Tuesday, October 20, 2020

We Need The Courage to Face Truth

The South Korean government has announced plans to reverse the ban on abortions imposed in 1953 and revise the law to permit abortion.  
In response to this news item, a scholar in  'matters of life'  gives the readers of the Catholic Peace Weekly something to think about in her article in the 'diagnosis of the time' column.

Recently, she was moved by the words of a graduate student on the subject of "Constitutional Nonconformity Decisions on Abortion and Afterwards". The student strongly criticized the church's insignificant response and compromised attitude on the subject. In other words, the church is not to compromise but must be a light to the world showing the right path to follow. When she heard this, her conscience was very uncomfortable, but at the same time, it was exciting because it made clear that the church was not doing its job and a young person noticed it.

Abortion is by no means an easy topic. The present and future of the pregnant woman and the fetus are directly connected, a challenge continuing to be discussed all over the world. The reason for thinking of abortion as a challenge is that, we take a compromising attitude in the prevailing current of society, our conscience becomes very uncomfortable and confused. This confusion and complexity are addressed by St. John Paul II in section 58 of the Gospel of Life:

 "Today, in many people's consciences, the perception of its gravity has become progressively obscured. The acceptance of abortion in the popular mind, in behavior and even in law itself, is a telling sign of an extremely dangerous crisis of the moral sense, which is becoming more and more incapable of distinguishing between good and evil, even when the fundamental right to life is at stake. Given such a grave situation, we need now more than ever to have the courage to look the truth in the eye and to call things by their proper name, without yielding to convenient compromises or to the temptation of self-deception."

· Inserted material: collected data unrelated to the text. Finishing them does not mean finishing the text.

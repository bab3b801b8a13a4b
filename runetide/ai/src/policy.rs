//! The top-level decision an AI-controlled player makes each time it's
//! asked for a move: a short priority pipeline ahead of the full search,
//! so a bot under threat reaches for its wallet before it bothers
//! searching a losing attack.

use common::game::command::{BuildTarget, Command};
use common::model::player::{AiLevel, PlayerSlot};
use common::model::region::RegionIndex;
use common::model::state::GameState;
use common::model::temple::Upgrade;
use common::rng::SeededRng;
use common::rules;

use crate::heuristics::temple_dangerousness;
use crate::personality::Personality;
use crate::search::{self, SearchConfig};

/// `player`'s next command, in priority order: build a soldier if the
/// threat this player faces outweighs its cost, else buy the next
/// preferred upgrade if affordable, else fall back to the time-bounded
/// search.
pub fn choose_command(
    state: &GameState,
    player: PlayerSlot,
    personality: &Personality,
    level: AiLevel,
    search_config: SearchConfig,
    rng: &mut SeededRng,
) -> Command {
    if let Some(command) = maybe_build_soldier(state, player, personality, level) {
        return command;
    }
    if let Some(command) = maybe_upgrade(state, player, personality, level) {
        return command;
    }
    search::pick_ai_move(state, player, personality, level, search_config, rng)
}

/// `force = 2*regionCount + totalSoldiers`, the same composite strength
/// figure used on both sides of the disparity ratio.
fn force(state: &GameState, slot: PlayerSlot) -> f64 {
    (2 * state.region_count(slot) + state.total_soldiers(slot)) as f64
}

fn max_enemy_force(state: &GameState, player: PlayerSlot) -> f64 {
    state
        .active_player_slots()
        .filter(|&slot| slot != player)
        .map(|slot| force(state, slot))
        .fold(0.0, f64::max)
}

fn most_dangerous_temple(state: &GameState, player: PlayerSlot, level: AiLevel) -> Option<RegionIndex> {
    state
        .regions_owned_by(player)
        .filter_map(|r| state.temple_at(r).map(|t| (r, temple_dangerousness(state, t, level, state.turn_number, state.max_turns))))
        .max_by(|a, b| a.1.total_cmp(&b.1))
        .map(|(r, _)| r)
}

/// The safest temple eligible to host `upgrade`: an empty slot, or one
/// already carrying the same upgrade (for leveling it up). A temple
/// holding a different element is never a candidate, however safe.
fn safest_temple_for(state: &GameState, player: PlayerSlot, level: AiLevel, upgrade: Upgrade) -> Option<RegionIndex> {
    state
        .regions_owned_by(player)
        .filter_map(|r| state.temple_at(r).map(|t| (r, t)))
        .filter(|(_, t)| t.upgrade.is_none() || t.upgrade == Some(upgrade))
        .map(|(r, t)| (r, temple_dangerousness(state, t, level, state.turn_number, state.max_turns)))
        .min_by(|a, b| a.1.total_cmp(&b.1))
        .map(|(r, _)| r)
}

fn maybe_build_soldier(state: &GameState, player: PlayerSlot, personality: &Personality, level: AiLevel) -> Option<Command> {
    if state.regions_owned_by(player).all(|r| state.temple_at(r).is_none()) {
        return None;
    }
    let cost = rules::soldier_cost(state.soldiers_bought_this_turn);
    let faith = state.faith(player);
    if faith < cost {
        return None;
    }

    let our_force = force(state, player).max(1.0);
    let force_disparity = max_enemy_force(state, player) / our_force;
    let relative_cost = cost as f64 / (faith as f64 + 1.0);

    // When there's no more affordable/eligible upgrade worth wanting, lean
    // fully into soldiers rather than letting a low personal eagerness
    // stall the pipeline on an unreachable upgrade.
    let no_upgrade_desired = search::best_affordable_upgrade(state, player, personality).is_none();
    let eagerness = if no_upgrade_desired { 1.0 } else { personality.soldier_eagerness };

    if force_disparity * eagerness - relative_cost < 0.0 {
        return None;
    }

    let region = most_dangerous_temple(state, player, level)?;
    Some(Command::Build { region, target: BuildTarget::Soldier })
}

fn maybe_upgrade(state: &GameState, player: PlayerSlot, personality: &Personality, level: AiLevel) -> Option<Command> {
    let (_, upgrade) = search::best_affordable_upgrade(state, player, personality)?;
    let region = safest_temple_for(state, player, level, upgrade)?;
    Some(Command::Build { region, target: BuildTarget::Upgrade(upgrade) })
}

#[cfg(test)]
mod tests {
    use super::*;
    use common::model::player::Player;
    use common::model::region::Region;
    use common::model::soldier::Soldier;
    use common::model::temple::Temple;
    use common::rng::RngSeed;
    use std::time::Duration;

    fn state_two_players() -> GameState {
        let regions = vec![
            Region::new(0, 0.0, 0.0).with_neighbors([1]),
            Region::new(1, 1.0, 0.0).with_neighbors([0]),
        ];
        let players = vec![Player::human(0, "P0", "red"), Player::human(1, "P1", "blue")];
        let mut state = GameState::new(regions, players, 0, RngSeed::from_u64(5));
        state.owners_by_region.insert(0, 0);
        state.owners_by_region.insert(1, 1);
        state.soldiers_by_region.insert(0, (0..2).map(Soldier::new).collect());
        state.soldiers_by_region.insert(1, (0..20).map(Soldier::new).collect());
        state
    }

    #[test]
    fn builds_a_soldier_under_heavy_threat_when_affordable() {
        let mut state = state_two_players();
        state.temples_by_region.insert(0, Temple::new(0));
        state.faith_by_player.insert(0, 100);
        let command = choose_command(
            &state,
            0,
            &crate::personality::DEFENDER,
            AiLevel::Rude,
            SearchConfig { max_depth: 1, time_budget: Duration::from_millis(50), nodes_per_time_check: 8 },
            &mut SeededRng::from_seed(&RngSeed::from_u64(1)),
        );
        assert_eq!(command, Command::Build { region: 0, target: BuildTarget::Soldier });
    }

    #[test]
    fn falls_back_to_search_when_not_threatened_and_no_upgrade_affordable() {
        let state = state_two_players();
        let command = choose_command(
            &state,
            1,
            &crate::personality::AGGRESSOR,
            AiLevel::Rude,
            SearchConfig { max_depth: 1, time_budget: Duration::from_millis(50), nodes_per_time_check: 8 },
            &mut SeededRng::from_seed(&RngSeed::from_u64(1)),
        );
        let legal = search::legal_moves(&state, 1, &crate::personality::AGGRESSOR);
        assert!(legal.contains(&command));
    }

    #[test]
    fn no_temple_means_soldier_build_is_never_offered() {
        let state = state_two_players();
        assert!(maybe_build_soldier(&state, 0, &crate::personality::AGGRESSOR, AiLevel::Mean).is_none());
    }

    #[test]
    fn upgrade_skips_temples_already_holding_a_different_element() {
        let mut state = state_two_players();
        let regions = vec![
            Region::new(0, 0.0, 0.0).with_neighbors([1, 2]),
            Region::new(1, 1.0, 0.0).with_neighbors([0]),
            Region::new(2, 2.0, 0.0).with_neighbors([0]),
        ];
        let players = vec![Player::human(0, "P0", "red"), Player::human(1, "P1", "blue")];
        state = GameState::new(regions, players, 0, RngSeed::from_u64(5));
        state.owners_by_region.insert(0, 0);
        state.owners_by_region.insert(2, 0);
        state.owners_by_region.insert(1, 1);

        // Region 0 is the safest (undefended by the enemy) but already
        // holds a Fire upgrade. Region 2 is the only remaining candidate
        // eligible to host a newly-chosen Water upgrade.
        let mut fire_temple = Temple::new(0);
        fire_temple.upgrade = Some(common::model::temple::Upgrade::Fire);
        fire_temple.level = 1;
        state.temples_by_region.insert(0, fire_temple);
        state.temples_by_region.insert(2, Temple::new(2));
        state.faith_by_player.insert(0, 1000);

        let region = safest_temple_for(&state, 0, AiLevel::Rude, common::model::temple::Upgrade::Water);
        assert_eq!(region, Some(2));
    }

    proptest::proptest! {
        /// *AI legality*: every move `choose_command` returns for a player
        /// is accepted by the command validator on the same state.
        #[test]
        fn every_ai_move_is_accepted_by_the_validator(
            p0_soldiers in 0u32..30,
            p1_soldiers in 0u32..30,
            p0_faith in 0u64..300,
            seed in proptest::prelude::any::<u64>(),
        ) {
            use common::game::command::{apply_command, SimConfig};
            use common::log::NullLog;

            let mut state = state_two_players();
            state.soldiers_by_region.insert(0, (0..p0_soldiers).map(Soldier::new).collect());
            state.soldiers_by_region.insert(1, (0..p1_soldiers).map(Soldier::new).collect());
            state.faith_by_player.insert(0, p0_faith);
            state.temples_by_region.insert(0, Temple::new(0));

            let command = choose_command(
                    &state,
                    0,
                    &crate::personality::AGGRESSOR,
                    AiLevel::Rude,
                    SearchConfig { max_depth: 1, time_budget: Duration::from_millis(20), nodes_per_time_check: 8 },
                    &mut SeededRng::from_seed(&RngSeed::from_u64(seed)),
            );

            let mut rng = SeededRng::from_seed(&RngSeed::from_u64(seed));
            let mut log = NullLog;
            let outcome = apply_command(&state, 0, command.clone(), SimConfig { simulation: true }, &mut rng, &mut log);
            proptest::prop_assert!(outcome.success, "AI returned an illegal move {:?}: {:?}", command, outcome.error);
        }
    }
}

Again, when you speak, say 'yes' to say' yes', and say 'no' to say 'no'. Remind them of the Gospel saying that more than that is from evil (Matthew 5:37). Our conflict comes because we are halfway between 'yes' and 'no', trying to escape the criticism and pressure of the world. Acceptance of abortion in our society is viewed as a worldly trend, not followed, we are considered weird, unreliable, and sometimes even considered traitors to society, especially to women. From this distorted view, we think that changing the law will greatly contribute to solving the problems of female pregnancy and childbirth.

Also, the movement to respect the life of the fetus is considered disregarding the reality of women. However, this attitude follows the past structure of 'strong against the weak' and the sin that was tolerated against women for many years and now used against the fetus. "The moral conscience of society in a way is responsible, not only because it tolerates or fosters behavior contrary to life, but also because it encourages the 'culture of death', creating and consolidating actual 'structures of sin' which go against life" (Gospel of Life, Paragraph 24).
We need 'courage to look directly at the truth', and through this, we will be able to clearly see what our church, as well as our society, should do. The South Korean Constitutional Court on April 11, 2019, ruled the ban on abortion unconstitutional and ordered the law's revision by the end of 2020. Consequently, the right to life of the fetus was seriously infringed, and the government should ask calmly what it is doing to legally protect the life of the fetus.

Also, the reason why abortion is prevalent in our society is the lack of respect for life. As a result, the idea of ​​respect for pregnant women and all women is inevitably unsatisfactory. We must save both lives, not just the life of the fetus. This is the direction that law and society should go. Each of our church members should not be an exception in this attitude.